Zinc Atom Transfer-Based Silylzincation of Alkynes

基于锌原子转移的炔烃的甲硅烷基锌化

• 批准号: 208581294
• 负责人: Professor Dr. Martin Oestreich
• 金额: --
• 依托单位: Institut Parisien de Chimie Moléculaire (IPCM)
• 依托单位国家: 德国
• 项目类别: Research Grants
• 财政年份: 2012
• 资助国家: 德国
• 起止时间: 2011-12-31 至 2015-12-31
• 项目状态: 已结题
• 来源: https://gepris.dfg.de/gepris/projekt/208581294?language=en
• 关键词: Zinc; Atom; Transfer; Based; Silylzincation

As part of the current interest in "step-economical" processes to progress towards sustainable chemical synthesis, we wish to develop a new radical-based entry to the silylzincation of alkynes. Inexpensive, non-toxic and with high functional group tolerance, organozincs have regained considerable interest from the chemical community as reagents of choice to develop more selective reactions. A specific feature of alkylzincs is that they can react either as polar nucleophiles (carbanions) or transfer homolytically a zinc group (zinc atom radical transfer) to an alkyl radical. The possibility to combine both types of reactivity in a single reaction has made possible recent multi-component radicalbased approaches to the carbozincation of alkenes and alkynes. Following the same strategy, we envision an approach to the silylzincation of alkynes based on a process wherein a silyl radical would add to a carbon-carbon triple bond to produce a vinylic radical that would be reductively zincated by undergoing a zinc atom radical transfer. The dimetallic 1,2-silylzinc species thus produced are expected to be well suited for in-situ functionalization. In a first research axis we will consider the use of silylzinc reagents. The preparation of new silylzinc reagents having silyl substituted silicon units and the study of their aptitude to transfer homolytically a zinc group will be studied prior to considering inter- and intramolecular additions to alkynes. In a second axis, silylzincation reactions using a combination of a silyl radical precursor and a dialkylzinc reagent will be explored, focusing mainly on intramolecular transformations. Finally, in a third part of the project, the use of 1-silyl-2-zincio alkenes as partners in sequential carbon-carbon bond forming metal-catalyzed crosscoupling reactions will be explored.

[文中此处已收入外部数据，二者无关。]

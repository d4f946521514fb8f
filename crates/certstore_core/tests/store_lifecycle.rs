use certstore_core::db::{open_db, DbError, DEFAULT_BUSY_TIMEOUT};
use certstore_core::{
    AccountUpdate, Backend, CertificateUpdate, Keypair, RecordQuery, ServiceError, Store,
    StoreOptions,
};
use rusqlite::Connection;
use std::path::Path;
use std::sync::Arc;
use std::thread;

fn file_options(path: &Path) -> StoreOptions {
    StoreOptions::file(path.to_str().unwrap())
}

fn count_documents(path: &Path, collection: &str) -> i64 {
    let conn = Connection::open(path).unwrap();
    conn.query_row(
        "SELECT COUNT(*) FROM documents WHERE collection = ?1;",
        [collection],
        |row| row.get(0),
    )
    .unwrap()
}

#[test]
fn unopened_store_degrades_to_not_found() {
    let store = Arc::new(Store::new(StoreOptions::in_memory()).unwrap());
    let backend = Backend::new(store).unwrap();
    let email = RecordQuery::by_email("a@x.com").unwrap();
    let domains = RecordQuery::by_domains(&["example.com"]).unwrap();

    assert_eq!(backend.accounts().check(&email).unwrap(), None);
    assert_eq!(backend.accounts().check_keypair(&email).unwrap(), None);
    assert_eq!(
        backend
            .accounts()
            .set_keypair(&email, &Keypair::from_pem("K1"))
            .unwrap(),
        None
    );
    assert_eq!(
        backend
            .accounts()
            .set(&email, &AccountUpdate::default())
            .unwrap(),
        None
    );
    assert_eq!(backend.certificates().check(&domains).unwrap(), None);
    assert_eq!(
        backend
            .certificates()
            .set(&domains, &CertificateUpdate::pems("C", "K", "CH"))
            .unwrap(),
        None
    );
}

#[test]
fn closed_store_degrades_and_refuses_to_reopen() {
    let backend = Backend::create(StoreOptions::in_memory()).unwrap();
    let email = RecordQuery::by_email("a@x.com").unwrap();
    backend
        .accounts()
        .set_keypair(&email, &Keypair::from_pem("K1"))
        .unwrap()
        .unwrap();

    backend.close().unwrap();
    assert_eq!(backend.accounts().check_keypair(&email).unwrap(), None);
    assert!(matches!(backend.store().open(), Err(DbError::Closed)));
}

#[test]
fn concurrent_open_runs_setup_once() {
    let dir = tempfile::tempdir().unwrap();
    let store = Arc::new(Store::new(file_options(&dir.path().join("store.sqlite3"))).unwrap());

    thread::scope(|scope| {
        for _ in 0..8 {
            let store = Arc::clone(&store);
            scope.spawn(move || store.open().unwrap());
        }
    });

    assert!(store.is_open());
    assert_eq!(store.setup_count(), 1);
}

#[test]
fn concurrent_upserts_for_one_email_create_one_record() {
    let dir = tempfile::tempdir().unwrap();
    let path = dir.path().join("store.sqlite3");
    let backend = Backend::create(file_options(&path)).unwrap();
    let query = RecordQuery::by_email("race@x.com").unwrap();

    let ids = thread::scope(|scope| {
        let handles: Vec<_> = (0..8)
            .map(|worker| {
                let backend = &backend;
                let query = &query;
                scope.spawn(move || {
                    let mut extra = serde_json::Map::new();
                    extra.insert("worker".to_string(), serde_json::json!(worker));
                    backend
                        .accounts()
                        .set(
                            query,
                            &AccountUpdate {
                                agree_tos: Some(serde_json::json!(true)),
                                extra,
                                ..AccountUpdate::default()
                            },
                        )
                        .unwrap()
                        .unwrap()
                })
            })
            .collect();
        handles
            .into_iter()
            .map(|handle| handle.join().unwrap())
            .collect::<Vec<_>>()
    });

    let first = &ids[0];
    assert!(ids
        .iter()
        .all(|account| account.id == first.id && account.created == first.created));
    assert_eq!(count_documents(&path, "accounts"), 1);
}

#[test]
fn records_persist_across_reopen() {
    let dir = tempfile::tempdir().unwrap();
    let path = dir.path().join("store.sqlite3");
    let query = RecordQuery::by_domains(&["example.com", "www.example.com"]).unwrap();

    let stored = {
        let backend = Backend::create(file_options(&path)).unwrap();
        let stored = backend
            .certificates()
            .set(&query, &CertificateUpdate::pems("C1", "K1", "CH1"))
            .unwrap()
            .unwrap();
        backend.close().unwrap();
        stored
    };

    let backend = Backend::create(file_options(&path)).unwrap();
    let found = backend
        .certificates()
        .check(&RecordQuery::by_domains(&["www.example.com"]).unwrap())
        .unwrap()
        .unwrap();
    assert_eq!(found.id, stored.id);
    assert_eq!(found.created, stored.created);
    assert_eq!(found.cert.as_deref(), Some("C1"));
}

#[test]
fn index_setup_failures_are_reported_together() {
    let dir = tempfile::tempdir().unwrap();
    let path = dir.path().join("store.sqlite3");
    {
        let conn = open_db(&path, DEFAULT_BUSY_TIMEOUT).unwrap();
        conn.execute_batch("CREATE TABLE idx_documents_field_cert (blocker INTEGER);")
            .unwrap();
    }

    let err = match Backend::create(file_options(&path)) {
        Ok(_) => panic!("index setup should fail"),
        Err(err) => err,
    };
    match err {
        ServiceError::Setup(DbError::IndexSetup(failures)) => {
            assert_eq!(failures.len(), 2);
            assert!(failures.iter().all(|failure| failure.field == "cert"));
            let collections: Vec<&str> = failures
                .iter()
                .map(|failure| failure.collection.as_str())
                .collect();
            assert_eq!(collections, vec!["accounts", "certificates"]);
        }
        other => panic!("unexpected error: {other}"),
    }
}

#[test]
fn invalid_options_are_rejected_before_connecting() {
    let err = match Backend::create(StoreOptions {
        accounts_coll_name: "certificates".to_string(),
        ..StoreOptions::in_memory()
    }) {
        Ok(_) => panic!("duplicate collections should be rejected"),
        Err(err) => err,
    };
    assert!(matches!(err, ServiceError::Config(_)));
}
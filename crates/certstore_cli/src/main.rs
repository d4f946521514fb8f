//! Lookup entry point for an existing record store database.
//!
//! Only lookups are issued, but opening the store applies pending schema
//! migrations and index setup to the file, as any store user does. A path
//! with no database file is rejected rather than created.
//!
//! Usage:
//! - `certstore <db-path> account <email|id>`
//! - `certstore <db-path> cert <domain>...`

use certstore_core::{Backend, RecordQuery, ServiceError, StoreOptions};
use serde::Serialize;
use std::path::Path;
use std::process::ExitCode;
use uuid::Uuid;

const USAGE: &str = "usage: certstore <db-path> account <email|id> | cert <domain>...";

fn main() -> ExitCode {
    let args: Vec<String> = std::env::args().skip(1).collect();
    match run(&args) {
        Ok(found) => {
            if found {
                ExitCode::SUCCESS
            } else {
                println!("not found");
                ExitCode::from(1)
            }
        }
        Err(message) => {
            eprintln!("{message}");
            ExitCode::from(2)
        }
    }
}

fn run(args: &[String]) -> Result<bool, String> {
    let [db_path, kind, keys @ ..] = args else {
        return Err(USAGE.to_string());
    };
    if keys.is_empty() {
        return Err(USAGE.to_string());
    }

    if !Path::new(db_path).is_file() {
        return Err(format!("certstore: no database at `{db_path}`"));
    }

    let backend = Backend::create(StoreOptions::file(db_path.as_str())).map_err(describe)?;
    let found = match kind.as_str() {
        "account" => {
            let query = account_query(&keys[0]).map_err(describe)?;
            print_record(backend.accounts().check(&query).map_err(describe)?)?
        }
        "cert" => {
            let query = RecordQuery::by_domains(keys).map_err(|err| err.to_string())?;
            print_record(backend.certificates().check(&query).map_err(describe)?)?
        }
        other => return Err(format!("unknown record kind `{other}`\n{USAGE}")),
    };
    backend.close().map_err(describe)?;
    Ok(found)
}

fn account_query(key: &str) -> Result<RecordQuery, ServiceError> {
    match Uuid::parse_str(key.trim()) {
        Ok(id) => Ok(RecordQuery::by_id(id)),
        Err(_) => Ok(RecordQuery::by_email(key)?),
    }
}

fn print_record<T: Serialize>(record: Option<T>) -> Result<bool, String> {
    let Some(record) = record else {
        return Ok(false);
    };
    let rendered = serde_json::to_string_pretty(&record).map_err(|err| err.to_string())?;
    println!("{rendered}");
    Ok(true)
}

fn describe(err: ServiceError) -> String {
    format!("certstore: {err}")
}
//! JSON document collection over SQLite.
//!
//! # Responsibility
//! - Store one JSON object per document, grouped by collection name.
//! - Resolve a single document by id, by scalar field equality, or by
//!   membership of any listed value in an array field.
//! - Perform find-or-create-and-update as one atomic conditional write.
//!
//! # Invariants
//! - `id` is store-assigned (UUID v4) and never part of the stored body.
//! - `create_defaults` are applied only when a document is inserted.
//! - Each `(collection, field, value)` multi-key entry has at most one owner;
//!   the last document written with that value owns it. A value released by
//!   its owner passes to the most recently updated document still listing it.
//! - Collection and field names reach SQL only after identifier validation.

use crate::db::{now_epoch_ms, DbError, DbResult};
use crate::store::Store;
use log::{debug, info};
use once_cell::sync::Lazy;
use regex::Regex;
use rusqlite::{params, Connection, OptionalExtension, TransactionBehavior};
use serde::de::DeserializeOwned;
use serde_json::{Map, Value};
use std::sync::Arc;
use std::time::Instant;
use uuid::Uuid;

static IDENTIFIER_RE: Lazy<Regex> =
    Lazy::new(|| Regex::new(r"^[A-Za-z_][A-Za-z0-9_]*$").expect("valid identifier regex"));

/// Store-assigned document identity.
pub type DocumentId = Uuid;

/// One stored document: identity plus JSON body.
#[derive(Debug, Clone, PartialEq)]
pub struct Document {
    pub id: DocumentId,
    pub body: Map<String, Value>,
}

impl Document {
    /// Decodes the document into a typed record, exposing `id` as a field.
    pub fn into_record<T: DeserializeOwned>(self) -> serde_json::Result<T> {
        let mut body = self.body;
        body.insert("id".to_string(), Value::String(self.id.to_string()));
        serde_json::from_value(Value::Object(body))
    }
}
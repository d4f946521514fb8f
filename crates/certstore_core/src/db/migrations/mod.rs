//! SQLite migration registry and executor.
//!
//! # Invariants
//! - `version` values must remain monotonic.
//! - Applied migration version is mirrored to `PRAGMA user_version`.
//! - Pending migrations are applied in one transaction.

use crate::db::{DbError, DbResult};
use rusqlite::Connection;

#[derive(Debug, Clone, Copy)]
struct Migration {
    version: u32,
    sql: &'static str,
}

const MIGRATIONS: &[Migration] = &[Migration {
    version: 1,
    sql: include_str!("0001_init.sql"),
}];

/// Returns the latest migration version known by this binary.
pub fn latest_version() -> u32 {
    MIGRATIONS.last().map_or(0, |migration| migration.version)
}

/// Applies all pending migrations on the provided connection.
pub fn apply_migrations(conn: &mut Connection) -> DbResult<()> {
    let current_version = current_user_version(conn)?;
    let latest = latest_version();

    if current_version > latest {
        return Err(DbError::UnsupportedSchemaVersion {
            db_version: current_version,
            latest_supported: latest,
        });
    }

    if current_version == latest {
        return Ok(());
    }

    let tx = conn.transaction()?;
    for migration in MIGRATIONS
        .iter()
        .filter(|migration| migration.version > current_version)
    {
        tx.execute_batch(migration.sql)?;
        tx.execute_batch(&format!("PRAGMA user_version = {};", migration.version))?;
    }
    tx.commit()?;

    Ok(())
}

fn current_user_version(conn: &Connection) -> DbResult<u32> {
    let version = conn.query_row("PRAGMA user_version;", [], |row| row.get::<_, u32>(0))?;
    Ok(version)
}
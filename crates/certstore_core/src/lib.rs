//! Persistence backend for ACME account and TLS certificate records.
//!
//! Records live in a JSON document store on SQLite and are resolved by any
//! of several keys: id, account id, email, or any domain in a certificate's
//! domain set.

pub mod config;
pub mod db;
pub mod logging;
pub mod model;
pub mod repo;
pub mod service;
pub mod store;

pub use config::{ConfigError, StoreOptions};
pub use db::{DbError, DbResult, Document, DocumentCollection, Filter, SqliteCollection};
pub use logging::{default_log_level, init_logging, logging_status};
pub use model::account::{Account, AccountUpdate, Keypair};
pub use model::certificate::{Certificate, CertificateUpdate};
pub use model::query::{QueryError, QueryKey, RecordQuery};
pub use model::{RecordId, RecordValidationError};
pub use repo::account_repo::{AccountRepository, StoreAccountRepository};
pub use repo::certificate_repo::{CertificateRepository, StoreCertificateRepository};
pub use repo::{RepoError, RepoResult};
pub use service::account_service::AccountService;
pub use service::backend::{Backend, StoreAccountService, StoreCertificateService};
pub use service::certificate_service::CertificateService;
pub use service::{ServiceError, ServiceResult};
pub use store::Store;

/// Returns the core crate version.
pub fn core_version() -> &'static str {
    env!("CARGO_PKG_VERSION")
}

作为目前对可持续化学合成的“阶梯经济”过程的一部分，我们希望开发一种新的基于自由基的烷基锌化方法。由于价格低廉、无毒且具有较高的官能团耐受性，有机锌作为开发更多选择性反应的首选试剂，重新引起了化学界的极大兴趣。烷基锌的一个特殊特征是它们既可以作为极性亲核试剂（碳离子）反应，也可以将锌基团（锌原子自由基转移）均匀地转移到烷基自由基上。在单一反应中结合这两种类型的反应活性的可能性，使得最近以多组分自由基为基础的烯烃和炔的碳锌化方法成为可能。遵循同样的策略，我们设想了一种基于硅基自由基加入碳-碳三键产生乙烯基自由基的方法，乙烯基自由基通过锌原子自由基转移被还原锌化。由此产生的1,2-硅基锌双金属有望很好地适合于原位功能化。在第一个研究轴中，我们将考虑硅锌试剂的使用。在考虑对炔进行分子间和分子内加成之前，将研究具有硅基取代硅单元的新型硅锌试剂的制备及其均聚转移锌基团的能力。在第二个轴，硅基锌化反应使用硅基自由基前体和二烷基锌试剂的组合将被探索，主要集中在分子内转化。最后，在项目的第三部分，将探索在顺序碳-碳键形成金属催化的交叉偶联反应中使用1-硅-2-锌烯烃作为伙伴。